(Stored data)
╭──

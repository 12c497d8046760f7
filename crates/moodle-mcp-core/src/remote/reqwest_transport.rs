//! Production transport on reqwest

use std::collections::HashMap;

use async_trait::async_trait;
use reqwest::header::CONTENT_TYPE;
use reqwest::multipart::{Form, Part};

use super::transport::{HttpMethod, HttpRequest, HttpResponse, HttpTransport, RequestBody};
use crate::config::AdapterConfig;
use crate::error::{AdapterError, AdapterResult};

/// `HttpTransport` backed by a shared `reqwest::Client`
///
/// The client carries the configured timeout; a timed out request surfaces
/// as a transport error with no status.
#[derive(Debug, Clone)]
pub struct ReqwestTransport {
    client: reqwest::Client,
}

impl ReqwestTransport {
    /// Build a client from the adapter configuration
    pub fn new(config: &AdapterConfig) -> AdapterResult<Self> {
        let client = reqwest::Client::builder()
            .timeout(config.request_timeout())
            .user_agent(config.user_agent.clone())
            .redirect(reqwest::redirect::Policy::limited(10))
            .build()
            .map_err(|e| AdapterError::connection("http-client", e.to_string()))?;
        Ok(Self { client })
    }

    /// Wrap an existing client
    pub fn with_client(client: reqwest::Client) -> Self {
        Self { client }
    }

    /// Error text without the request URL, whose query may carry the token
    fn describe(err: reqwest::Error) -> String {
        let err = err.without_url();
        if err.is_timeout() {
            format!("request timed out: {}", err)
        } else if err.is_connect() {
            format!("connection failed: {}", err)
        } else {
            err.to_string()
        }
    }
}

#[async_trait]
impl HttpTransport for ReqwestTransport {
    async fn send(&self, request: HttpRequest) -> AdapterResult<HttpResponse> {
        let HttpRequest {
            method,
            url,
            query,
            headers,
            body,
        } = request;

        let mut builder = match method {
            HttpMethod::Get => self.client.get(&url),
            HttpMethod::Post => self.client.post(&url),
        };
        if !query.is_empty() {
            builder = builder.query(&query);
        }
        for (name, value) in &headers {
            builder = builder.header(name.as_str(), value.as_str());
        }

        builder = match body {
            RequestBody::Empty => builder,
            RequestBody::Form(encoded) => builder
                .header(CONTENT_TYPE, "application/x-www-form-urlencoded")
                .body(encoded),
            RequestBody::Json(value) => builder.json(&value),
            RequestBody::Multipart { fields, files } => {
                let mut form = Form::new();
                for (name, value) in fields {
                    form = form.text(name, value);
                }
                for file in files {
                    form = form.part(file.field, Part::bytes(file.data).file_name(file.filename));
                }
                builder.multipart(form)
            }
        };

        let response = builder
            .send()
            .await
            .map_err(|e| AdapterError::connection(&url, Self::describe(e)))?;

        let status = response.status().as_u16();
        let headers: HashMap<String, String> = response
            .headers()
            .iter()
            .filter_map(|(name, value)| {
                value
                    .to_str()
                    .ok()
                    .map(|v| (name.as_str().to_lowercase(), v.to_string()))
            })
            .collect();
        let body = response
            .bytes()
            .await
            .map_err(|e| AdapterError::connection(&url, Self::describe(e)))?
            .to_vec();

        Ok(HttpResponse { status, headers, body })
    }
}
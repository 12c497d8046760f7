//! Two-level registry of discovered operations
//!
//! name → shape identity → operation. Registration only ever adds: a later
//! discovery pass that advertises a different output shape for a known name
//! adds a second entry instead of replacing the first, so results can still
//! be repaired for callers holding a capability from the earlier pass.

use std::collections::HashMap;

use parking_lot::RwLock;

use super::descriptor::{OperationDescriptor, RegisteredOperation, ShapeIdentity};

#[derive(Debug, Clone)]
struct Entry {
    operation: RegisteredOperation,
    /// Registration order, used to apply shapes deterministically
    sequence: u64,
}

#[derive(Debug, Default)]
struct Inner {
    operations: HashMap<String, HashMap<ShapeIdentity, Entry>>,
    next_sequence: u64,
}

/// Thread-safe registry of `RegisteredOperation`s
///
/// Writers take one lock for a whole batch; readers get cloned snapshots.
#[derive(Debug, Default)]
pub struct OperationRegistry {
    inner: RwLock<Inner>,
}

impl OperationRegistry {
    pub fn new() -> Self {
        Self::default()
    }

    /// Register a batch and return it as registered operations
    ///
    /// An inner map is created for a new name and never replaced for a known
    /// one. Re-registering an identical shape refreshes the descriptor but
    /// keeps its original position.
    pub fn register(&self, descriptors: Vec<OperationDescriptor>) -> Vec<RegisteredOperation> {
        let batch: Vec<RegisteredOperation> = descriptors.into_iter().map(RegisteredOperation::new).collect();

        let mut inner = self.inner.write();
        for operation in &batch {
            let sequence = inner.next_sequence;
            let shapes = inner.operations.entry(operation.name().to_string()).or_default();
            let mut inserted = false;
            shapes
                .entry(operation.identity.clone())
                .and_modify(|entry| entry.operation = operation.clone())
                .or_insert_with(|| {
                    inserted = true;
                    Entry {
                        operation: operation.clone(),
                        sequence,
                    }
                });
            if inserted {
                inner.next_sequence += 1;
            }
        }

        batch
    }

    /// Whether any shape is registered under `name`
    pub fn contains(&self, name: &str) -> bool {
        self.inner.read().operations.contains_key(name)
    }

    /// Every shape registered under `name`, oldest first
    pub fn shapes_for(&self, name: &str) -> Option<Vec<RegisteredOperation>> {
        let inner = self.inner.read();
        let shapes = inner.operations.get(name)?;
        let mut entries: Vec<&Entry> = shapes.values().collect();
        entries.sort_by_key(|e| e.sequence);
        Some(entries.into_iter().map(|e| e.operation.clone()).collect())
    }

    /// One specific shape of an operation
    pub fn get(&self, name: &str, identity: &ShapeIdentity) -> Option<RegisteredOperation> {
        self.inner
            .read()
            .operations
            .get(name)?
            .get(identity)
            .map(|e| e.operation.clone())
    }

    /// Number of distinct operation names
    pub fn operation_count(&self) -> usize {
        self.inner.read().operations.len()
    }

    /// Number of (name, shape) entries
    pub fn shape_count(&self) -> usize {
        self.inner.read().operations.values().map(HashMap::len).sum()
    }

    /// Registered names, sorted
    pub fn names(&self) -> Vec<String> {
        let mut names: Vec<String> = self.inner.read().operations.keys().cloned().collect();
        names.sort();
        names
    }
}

╰──

- What you will do
Please make an exact copy of each record.

- Task answer
repository 12c497d8046760f7
filename crates/moodle-mcp-core/src/remote/reqwest_transport.rs
//! Production transport on reqwest

use std::collections::HashMap;

use async_trait::async_trait;
use reqwest::header::CONTENT_TYPE;
use reqwest::multipart::{Form, Part};

use super::transport::{HttpMethod, HttpRequest, HttpResponse, HttpTransport, RequestBody};
use crate::config::AdapterConfig;
use crate::error::{AdapterError, AdapterResult};

/// `HttpTransport` backed by a shared `reqwest::Client`
///
/// The client carries the configured timeout; a timed out request surfaces
/// as a transport error with no status.
#[derive(Debug, Clone)]
pub struct ReqwestTransport {
    client: reqwest::Client,
}

impl ReqwestTransport {
    /// Build a client from the adapter configuration
    pub fn new(config: &AdapterConfig) -> AdapterResult<Self> {
        let client = reqwest::Client::builder()
            .timeout(config.request_timeout())
            .user_agent(config.user_agent.clone())
            .redirect(reqwest::redirect::Policy::limited(10))
            .build()
            .map_err(|e| AdapterError::connection("http-client", e.to_string()))?;
        Ok(Self { client })
    }

    /// Wrap an existing client
    pub fn with_client(client: reqwest::Client) -> Self {
        Self { client }
    }

    /// Error text without the request URL, whose query may carry the token
    fn describe(err: reqwest::Error) -> String {
        let err = err.without_url();
        if err.is_timeout() {
            format!("request timed out: {}", err)
        } else if err.is_connect() {
            format!("connection failed: {}", err)
        } else {
            err.to_string()
        }
    }
}

#[async_trait]
impl HttpTransport for ReqwestTransport {
    async fn send(&self, request: HttpRequest) -> AdapterResult<HttpResponse> {
        let HttpRequest {
            method,
            url,
            query,
            headers,
            body,
        } = request;

        let mut builder = match method {
            HttpMethod::Get => self.client.get(&url),
            HttpMethod::Post => self.client.post(&url),
        };
        if !query.is_empty() {
            builder = builder.query(&query);
        }
        for (name, value) in &headers {
            builder = builder.header(name.as_str(), value.as_str());
        }

        builder = match body {
            RequestBody::Empty => builder,
            RequestBody::Form(encoded) => builder
                .header(CONTENT_TYPE, "application/x-www-form-urlencoded")
                .body(encoded),
            RequestBody::Json(value) => builder.json(&value),
            RequestBody::Multipart { fields, files } => {
                let mut form = Form::new();
                for (name, value) in fields {
                    form = form.text(name, value);
                }
                for file in files {
                    form = form.part(file.field, Part::bytes(file.data).file_name(file.filename));
                }
                builder.multipart(form)
            }
        };

        let response = builder
            .send()
            .await
            .map_err(|e| AdapterError::connection(&url, Self::describe(e)))?;

        let status = response.status().as_u16();
        let headers: HashMap<String, String> = response
            .headers()
            .iter()
            .filter_map(|(name, value)| {
                value
                    .to_str()
                    .ok()
                    .map(|v| (name.as_str().to_lowercase(), v.to_string()))
            })
            .collect();
        let body = response
            .bytes()
            .await
            .map_err(|e| AdapterError::connection(&url, Self::describe(e)))?
            .to_vec();

        Ok(HttpResponse { status, headers, body })
    }
}
repository 12c497d8046760f7
//! Two-level registry of discovered operations
//!
//! name → shape identity → operation. Registration only ever adds: a later
//! discovery pass that advertises a different output shape for a known name
//! adds a second entry instead of replacing the first, so results can still
//! be repaired for callers holding a capability from the earlier pass.

use std::collections::HashMap;

use parking_lot::RwLock;

use super::descriptor::{OperationDescriptor, RegisteredOperation, ShapeIdentity};

#[derive(Debug, Clone)]
struct Entry {
    operation: RegisteredOperation,
    /// Registration order, used to apply shapes deterministically
    sequence: u64,
}

#[derive(Debug, Default)]
struct Inner {
    operations: HashMap<String, HashMap<ShapeIdentity, Entry>>,
    next_sequence: u64,
}

/// Thread-safe registry of `RegisteredOperation`s
///
/// Writers take one lock for a whole batch; readers get cloned snapshots.
#[derive(Debug, Default)]
pub struct OperationRegistry {
    inner: RwLock<Inner>,
}

impl OperationRegistry {
    pub fn new() -> Self {
        Self::default()
    }

    /// Register a batch and return it as registered operations
    ///
    /// An inner map is created for a new name and never replaced for a known
    /// one. Re-registering an identical shape refreshes the descriptor but
    /// keeps its original position.
    pub fn register(&self, descriptors: Vec<OperationDescriptor>) -> Vec<RegisteredOperation> {
        let batch: Vec<RegisteredOperation> = descriptors.into_iter().map(RegisteredOperation::new).collect();

        let mut inner = self.inner.write();
        for operation in &batch {
            let sequence = inner.next_sequence;
            let shapes = inner.operations.entry(operation.name().to_string()).or_default();
            let mut inserted = false;
            shapes
                .entry(operation.identity.clone())
                .and_modify(|entry| entry.operation = operation.clone())
                .or_insert_with(|| {
                    inserted = true;
                    Entry {
                        operation: operation.clone(),
                        sequence,
                    }
                });
            if inserted {
                inner.next_sequence += 1;
            }
        }

        batch
    }

    /// Whether any shape is registered under `name`
    pub fn contains(&self, name: &str) -> bool {
        self.inner.read().operations.contains_key(name)
    }

    /// Every shape registered under `name`, oldest first
    pub fn shapes_for(&self, name: &str) -> Option<Vec<RegisteredOperation>> {
        let inner = self.inner.read();
        let shapes = inner.operations.get(name)?;
        let mut entries: Vec<&Entry> = shapes.values().collect();
        entries.sort_by_key(|e| e.sequence);
        Some(entries.into_iter().map(|e| e.operation.clone()).collect())
    }

    /// One specific shape of an operation
    pub fn get(&self, name: &str, identity: &ShapeIdentity) -> Option<RegisteredOperation> {
        self.inner
            .read()
            .operations
            .get(name)?
            .get(identity)
            .map(|e| e.operation.clone())
    }

    /// Number of distinct operation names
    pub fn operation_count(&self) -> usize {
        self.inner.read().operations.len()
    }

    /// Number of (name, shape) entries
    pub fn shape_count(&self) -> usize {
        self.inner.read().operations.values().map(HashMap::len).sum()
    }

    /// Registered names, sorted
    pub fn names(&self) -> Vec<String> {
        let mut names: Vec<String> = self.inner.read().operations.keys().cloned().collect();
        names.sort();
        names
    }
}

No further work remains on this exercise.